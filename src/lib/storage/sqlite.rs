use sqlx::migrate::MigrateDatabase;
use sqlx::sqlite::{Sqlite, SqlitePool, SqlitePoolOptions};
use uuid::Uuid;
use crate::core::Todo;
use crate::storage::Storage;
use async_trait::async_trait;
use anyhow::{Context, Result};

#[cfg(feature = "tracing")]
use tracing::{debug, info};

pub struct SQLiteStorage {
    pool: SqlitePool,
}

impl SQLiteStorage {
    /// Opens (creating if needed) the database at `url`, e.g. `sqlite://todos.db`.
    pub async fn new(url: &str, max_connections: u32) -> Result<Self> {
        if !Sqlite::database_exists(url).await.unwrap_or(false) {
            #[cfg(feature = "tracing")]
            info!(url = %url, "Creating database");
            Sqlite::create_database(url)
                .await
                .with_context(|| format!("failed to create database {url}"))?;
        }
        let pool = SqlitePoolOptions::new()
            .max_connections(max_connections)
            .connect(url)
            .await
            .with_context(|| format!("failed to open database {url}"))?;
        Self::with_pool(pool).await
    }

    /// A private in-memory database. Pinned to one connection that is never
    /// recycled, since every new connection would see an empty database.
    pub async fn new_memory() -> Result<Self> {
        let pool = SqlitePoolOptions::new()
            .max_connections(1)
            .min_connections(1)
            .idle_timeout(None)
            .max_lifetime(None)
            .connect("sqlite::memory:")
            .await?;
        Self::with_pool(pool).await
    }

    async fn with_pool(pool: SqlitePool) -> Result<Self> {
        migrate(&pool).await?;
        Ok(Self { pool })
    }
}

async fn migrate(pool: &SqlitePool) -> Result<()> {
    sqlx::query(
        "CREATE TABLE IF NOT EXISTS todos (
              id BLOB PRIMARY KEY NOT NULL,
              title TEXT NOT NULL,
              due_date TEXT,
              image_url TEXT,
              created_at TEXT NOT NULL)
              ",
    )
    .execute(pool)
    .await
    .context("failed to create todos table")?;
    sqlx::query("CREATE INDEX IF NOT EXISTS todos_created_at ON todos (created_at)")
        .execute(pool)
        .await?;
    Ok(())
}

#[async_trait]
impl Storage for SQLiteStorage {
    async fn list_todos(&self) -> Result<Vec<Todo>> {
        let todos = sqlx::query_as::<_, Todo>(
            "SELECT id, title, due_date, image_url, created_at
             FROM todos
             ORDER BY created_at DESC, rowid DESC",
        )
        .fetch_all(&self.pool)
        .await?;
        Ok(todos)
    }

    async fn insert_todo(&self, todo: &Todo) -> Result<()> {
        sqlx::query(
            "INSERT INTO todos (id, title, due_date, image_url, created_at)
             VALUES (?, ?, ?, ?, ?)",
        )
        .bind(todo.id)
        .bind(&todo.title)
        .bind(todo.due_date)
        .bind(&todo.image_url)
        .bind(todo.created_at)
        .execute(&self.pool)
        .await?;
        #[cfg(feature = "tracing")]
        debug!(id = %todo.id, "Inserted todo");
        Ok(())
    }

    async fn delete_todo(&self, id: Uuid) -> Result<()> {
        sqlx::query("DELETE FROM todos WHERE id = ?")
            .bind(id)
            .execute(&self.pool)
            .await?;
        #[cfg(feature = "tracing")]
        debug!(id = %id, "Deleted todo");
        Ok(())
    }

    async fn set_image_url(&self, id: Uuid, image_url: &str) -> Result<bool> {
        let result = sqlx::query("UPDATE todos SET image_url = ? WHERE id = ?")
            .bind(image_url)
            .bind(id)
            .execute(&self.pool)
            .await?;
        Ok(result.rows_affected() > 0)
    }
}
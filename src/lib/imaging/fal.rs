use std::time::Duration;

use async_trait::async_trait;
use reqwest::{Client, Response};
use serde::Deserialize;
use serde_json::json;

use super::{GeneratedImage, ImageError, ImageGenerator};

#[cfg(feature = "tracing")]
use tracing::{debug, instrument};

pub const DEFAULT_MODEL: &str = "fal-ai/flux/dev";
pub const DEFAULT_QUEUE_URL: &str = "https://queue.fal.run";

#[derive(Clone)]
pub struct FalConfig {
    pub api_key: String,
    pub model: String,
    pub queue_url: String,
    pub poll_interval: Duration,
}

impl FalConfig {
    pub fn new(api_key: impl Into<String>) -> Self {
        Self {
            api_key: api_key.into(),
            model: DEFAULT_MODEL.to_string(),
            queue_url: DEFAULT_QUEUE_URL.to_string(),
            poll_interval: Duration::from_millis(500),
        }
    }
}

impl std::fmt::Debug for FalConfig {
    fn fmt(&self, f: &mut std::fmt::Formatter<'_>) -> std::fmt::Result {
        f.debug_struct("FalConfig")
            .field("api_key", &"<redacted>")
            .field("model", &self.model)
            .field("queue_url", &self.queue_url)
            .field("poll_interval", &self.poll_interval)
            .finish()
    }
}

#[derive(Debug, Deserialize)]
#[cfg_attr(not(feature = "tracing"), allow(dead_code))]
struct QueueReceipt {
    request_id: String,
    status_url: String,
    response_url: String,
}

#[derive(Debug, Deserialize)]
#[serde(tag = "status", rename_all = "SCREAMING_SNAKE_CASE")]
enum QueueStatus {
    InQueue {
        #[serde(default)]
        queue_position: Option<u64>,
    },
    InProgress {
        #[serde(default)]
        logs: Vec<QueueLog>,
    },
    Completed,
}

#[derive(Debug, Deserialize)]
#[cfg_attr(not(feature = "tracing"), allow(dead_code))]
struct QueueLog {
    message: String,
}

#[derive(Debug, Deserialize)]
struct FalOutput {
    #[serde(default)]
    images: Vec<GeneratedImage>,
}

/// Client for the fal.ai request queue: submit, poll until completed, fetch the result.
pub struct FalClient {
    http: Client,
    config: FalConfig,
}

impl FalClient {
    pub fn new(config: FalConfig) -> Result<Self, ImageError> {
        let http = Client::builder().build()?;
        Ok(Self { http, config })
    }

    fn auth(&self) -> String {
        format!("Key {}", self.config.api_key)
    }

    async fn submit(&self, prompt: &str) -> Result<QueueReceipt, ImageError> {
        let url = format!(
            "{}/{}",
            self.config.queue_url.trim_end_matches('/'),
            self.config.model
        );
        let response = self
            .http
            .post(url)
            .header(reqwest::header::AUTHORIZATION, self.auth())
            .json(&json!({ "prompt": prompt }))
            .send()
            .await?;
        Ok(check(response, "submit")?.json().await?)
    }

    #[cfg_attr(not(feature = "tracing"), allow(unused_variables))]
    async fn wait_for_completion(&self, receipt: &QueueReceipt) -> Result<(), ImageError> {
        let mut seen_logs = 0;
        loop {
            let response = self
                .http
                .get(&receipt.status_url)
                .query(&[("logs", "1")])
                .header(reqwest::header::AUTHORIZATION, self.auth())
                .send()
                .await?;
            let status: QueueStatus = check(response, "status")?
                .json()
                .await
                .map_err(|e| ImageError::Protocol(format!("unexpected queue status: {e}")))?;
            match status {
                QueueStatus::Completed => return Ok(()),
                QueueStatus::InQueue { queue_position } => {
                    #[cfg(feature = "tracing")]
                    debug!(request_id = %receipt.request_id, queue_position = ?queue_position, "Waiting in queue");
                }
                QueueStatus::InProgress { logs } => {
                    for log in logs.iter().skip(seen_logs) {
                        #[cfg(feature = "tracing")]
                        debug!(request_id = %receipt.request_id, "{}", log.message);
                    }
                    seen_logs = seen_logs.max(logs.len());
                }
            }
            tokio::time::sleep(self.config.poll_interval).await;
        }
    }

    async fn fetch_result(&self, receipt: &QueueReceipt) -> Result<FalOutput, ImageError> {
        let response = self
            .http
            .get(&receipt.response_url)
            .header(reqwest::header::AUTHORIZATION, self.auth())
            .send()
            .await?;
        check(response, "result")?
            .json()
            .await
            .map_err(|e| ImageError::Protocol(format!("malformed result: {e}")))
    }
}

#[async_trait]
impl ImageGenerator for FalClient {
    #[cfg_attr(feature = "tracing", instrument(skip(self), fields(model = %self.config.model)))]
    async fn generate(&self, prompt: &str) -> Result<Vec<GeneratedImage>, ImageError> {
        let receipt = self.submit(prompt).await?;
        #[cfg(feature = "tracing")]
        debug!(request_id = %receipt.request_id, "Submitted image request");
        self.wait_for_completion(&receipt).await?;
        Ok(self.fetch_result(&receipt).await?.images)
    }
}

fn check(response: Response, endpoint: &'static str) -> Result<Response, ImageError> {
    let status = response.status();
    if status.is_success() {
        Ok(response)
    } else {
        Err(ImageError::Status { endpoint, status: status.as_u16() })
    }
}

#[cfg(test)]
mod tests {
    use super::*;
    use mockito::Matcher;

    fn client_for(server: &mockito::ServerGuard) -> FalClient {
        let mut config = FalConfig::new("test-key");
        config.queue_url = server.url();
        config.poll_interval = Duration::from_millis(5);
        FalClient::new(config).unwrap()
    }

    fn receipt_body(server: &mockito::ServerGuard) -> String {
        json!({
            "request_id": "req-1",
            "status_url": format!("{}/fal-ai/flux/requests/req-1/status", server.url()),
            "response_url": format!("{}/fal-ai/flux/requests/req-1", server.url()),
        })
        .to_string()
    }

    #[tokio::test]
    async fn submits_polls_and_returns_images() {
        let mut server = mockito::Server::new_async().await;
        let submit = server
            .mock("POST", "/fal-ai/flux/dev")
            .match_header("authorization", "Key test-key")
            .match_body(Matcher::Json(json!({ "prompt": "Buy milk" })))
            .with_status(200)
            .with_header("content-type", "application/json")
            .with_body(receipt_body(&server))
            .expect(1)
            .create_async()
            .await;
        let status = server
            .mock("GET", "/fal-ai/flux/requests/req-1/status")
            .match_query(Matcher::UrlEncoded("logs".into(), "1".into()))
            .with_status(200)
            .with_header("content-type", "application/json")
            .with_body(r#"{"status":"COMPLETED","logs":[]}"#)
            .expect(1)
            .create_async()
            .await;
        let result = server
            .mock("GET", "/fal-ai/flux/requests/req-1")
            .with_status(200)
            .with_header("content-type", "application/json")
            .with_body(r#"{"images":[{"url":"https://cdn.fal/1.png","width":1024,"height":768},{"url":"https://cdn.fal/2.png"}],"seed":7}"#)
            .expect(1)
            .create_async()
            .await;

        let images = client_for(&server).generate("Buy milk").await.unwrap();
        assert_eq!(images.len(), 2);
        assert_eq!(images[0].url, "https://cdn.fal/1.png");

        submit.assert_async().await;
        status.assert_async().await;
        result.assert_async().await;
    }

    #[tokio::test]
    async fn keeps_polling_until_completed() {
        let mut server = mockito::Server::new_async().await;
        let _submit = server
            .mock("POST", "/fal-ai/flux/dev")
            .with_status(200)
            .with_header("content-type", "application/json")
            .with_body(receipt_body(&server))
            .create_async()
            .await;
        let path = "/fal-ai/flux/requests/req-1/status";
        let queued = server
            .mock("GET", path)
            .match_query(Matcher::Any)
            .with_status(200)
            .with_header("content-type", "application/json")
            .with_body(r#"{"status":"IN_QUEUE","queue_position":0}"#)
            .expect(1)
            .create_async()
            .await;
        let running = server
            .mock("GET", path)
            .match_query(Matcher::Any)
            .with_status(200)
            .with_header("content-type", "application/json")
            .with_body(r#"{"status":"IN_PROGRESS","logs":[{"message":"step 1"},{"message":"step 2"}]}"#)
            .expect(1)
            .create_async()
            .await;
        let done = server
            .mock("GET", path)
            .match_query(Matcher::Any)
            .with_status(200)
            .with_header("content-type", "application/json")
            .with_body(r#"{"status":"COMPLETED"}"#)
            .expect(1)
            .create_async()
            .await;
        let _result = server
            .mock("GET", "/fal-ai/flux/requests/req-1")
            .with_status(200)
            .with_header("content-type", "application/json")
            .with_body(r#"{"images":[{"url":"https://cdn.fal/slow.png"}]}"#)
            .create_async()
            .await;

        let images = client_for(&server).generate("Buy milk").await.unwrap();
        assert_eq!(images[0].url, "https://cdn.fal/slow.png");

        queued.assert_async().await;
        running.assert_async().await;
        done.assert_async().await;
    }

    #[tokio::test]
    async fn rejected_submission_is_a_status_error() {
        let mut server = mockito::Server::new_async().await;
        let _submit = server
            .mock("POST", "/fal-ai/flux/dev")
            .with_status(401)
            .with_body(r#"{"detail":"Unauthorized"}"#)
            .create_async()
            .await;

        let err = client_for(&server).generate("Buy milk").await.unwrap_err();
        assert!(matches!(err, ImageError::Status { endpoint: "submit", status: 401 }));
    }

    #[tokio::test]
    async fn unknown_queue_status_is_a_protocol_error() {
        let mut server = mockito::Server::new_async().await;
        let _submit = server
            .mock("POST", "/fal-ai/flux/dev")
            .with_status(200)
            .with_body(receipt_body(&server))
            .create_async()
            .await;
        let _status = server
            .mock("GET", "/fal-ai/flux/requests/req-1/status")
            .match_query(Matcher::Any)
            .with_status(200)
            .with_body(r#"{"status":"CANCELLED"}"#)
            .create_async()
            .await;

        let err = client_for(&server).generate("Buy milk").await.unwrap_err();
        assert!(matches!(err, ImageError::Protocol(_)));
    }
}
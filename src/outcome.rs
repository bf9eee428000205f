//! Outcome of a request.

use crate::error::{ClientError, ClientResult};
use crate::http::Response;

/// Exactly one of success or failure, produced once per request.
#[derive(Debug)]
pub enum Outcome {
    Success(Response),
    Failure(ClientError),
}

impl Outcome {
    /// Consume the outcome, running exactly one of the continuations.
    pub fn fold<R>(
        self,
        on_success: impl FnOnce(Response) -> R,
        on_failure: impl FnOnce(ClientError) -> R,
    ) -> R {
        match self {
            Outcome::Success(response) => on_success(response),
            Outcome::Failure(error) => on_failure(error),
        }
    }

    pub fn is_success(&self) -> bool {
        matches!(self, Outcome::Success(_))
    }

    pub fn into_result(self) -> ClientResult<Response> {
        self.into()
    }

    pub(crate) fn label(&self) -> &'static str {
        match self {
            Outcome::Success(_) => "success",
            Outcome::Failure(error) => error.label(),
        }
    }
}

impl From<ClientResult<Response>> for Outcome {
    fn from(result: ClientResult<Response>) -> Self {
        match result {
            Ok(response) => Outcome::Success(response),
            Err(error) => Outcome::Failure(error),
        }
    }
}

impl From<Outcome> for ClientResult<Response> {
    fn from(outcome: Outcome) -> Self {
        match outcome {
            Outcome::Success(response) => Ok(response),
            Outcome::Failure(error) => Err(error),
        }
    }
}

● **ABOUT THIS EXERCISE**: Within the entries, determine the count of lines containing the string "QueueStatus" and output it alone.

● **RESULT FOR THIS EXERCISE**: 5